> _EXERCISE INSTRUCTIONS_:
What you give back should be exactly the opening lines of the data, ending with the line that contains "use tokio::task::JoinHandle;" and including it.

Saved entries
↓↓↓

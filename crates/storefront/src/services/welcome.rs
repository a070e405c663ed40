//! Fire-and-forget welcome email trigger.
//!
//! After registration the client asks the storefront server to send the
//! welcome email. The request runs as its own task; failures are logged and
//! never reach the user.

use std::time::Duration;

use tokio::task::JoinHandle;
use tracing::{info, warn};
use url::Url;

use crate::api::ApiError;
use crate::api::types::WelcomeEmailRequest;

/// Path of the welcome email route, relative to the site URL.
pub const WELCOME_EMAIL_PATH: &str = "send-welcome-email";

/// Posts welcome email requests to the storefront server.
#[derive(Clone)]
pub struct WelcomeEmailTrigger {
    client: reqwest::Client,
    endpoint: Url,
}

impl WelcomeEmailTrigger {
    /// # Errors
    ///
    /// Returns an error if the endpoint URL cannot be built or the HTTP
    /// client fails to build.
    pub fn new(site_url: &Url, timeout: Duration) -> Result<Self, ApiError> {
        let endpoint = site_url
            .join(WELCOME_EMAIL_PATH)
            .map_err(|e| ApiError::InvalidBaseUrl(format!("{site_url}: {e}")))?;
        let client = reqwest::Client::builder().timeout(timeout).build()?;
        Ok(Self { client, endpoint })
    }

    /// Spawn the request. The returned handle may be dropped.
    pub fn trigger(&self, recipient_email: &str, recipient_name: &str) -> JoinHandle<()> {
        let request = self.client.post(self.endpoint.clone()).json(&WelcomeEmailRequest {
            recipient_email: recipient_email.to_owned(),
            recipient_name: recipient_name.to_owned(),
        });

        tokio::spawn(async move {
            match request.send().await {
                Ok(response) if response.status().is_success() => {
                    info!("welcome email requested");
                }
                Ok(response) => {
                    warn!(status = response.status().as_u16(), "welcome email request refused");
                }
                Err(e) => warn!(error = %e, "failed to trigger welcome email"),
            }
        })
    }
}

#[cfg(test)]
#[allow(clippy::unwrap_used)]
mod tests {
    use serde_json::json;
    use wiremock::matchers::{body_json, method, path};
    use wiremock::{Mock, MockServer, ResponseTemplate};

    use super::*;

    #[tokio::test]
    async fn posts_recipient_to_site_route() {
        let server = MockServer::start().await;
        Mock::given(method("POST"))
            .and(path("/send-welcome-email"))
            .and(body_json(json!({
                "recipientEmail": "chopper@strawhats.sea",
                "recipientName": "Tony Tony Chopper"
            })))
            .respond_with(ResponseTemplate::new(200))
            .expect(1)
            .mount(&server)
            .await;

        let site = Url::parse(&server.uri()).unwrap();
        let trigger = WelcomeEmailTrigger::new(&site, Duration::from_secs(5)).unwrap();
        trigger
            .trigger("chopper@strawhats.sea", "Tony Tony Chopper")
            .await
            .unwrap();
    }

    #[tokio::test]
    async fn failures_stay_inside_the_task() {
        let site = Url::parse("http://127.0.0.1:9").unwrap();
        let trigger = WelcomeEmailTrigger::new(&site, Duration::from_secs(1)).unwrap();
        assert!(trigger.trigger("a@b.co", "A").await.is_ok());
    }
}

↑↑↑

> _EXERCISE RESPONSE_:
filename crates/storefront/src/services/welcome.rs
repository a070e405c663ed40
//! Fire-and-forget welcome email trigger.
//!
//! After registration the client asks the storefront server to send the
//! welcome email. The request runs as its own task; failures are logged and
//! never reach the user.

use std::time::Duration;

use tokio::task::JoinHandle;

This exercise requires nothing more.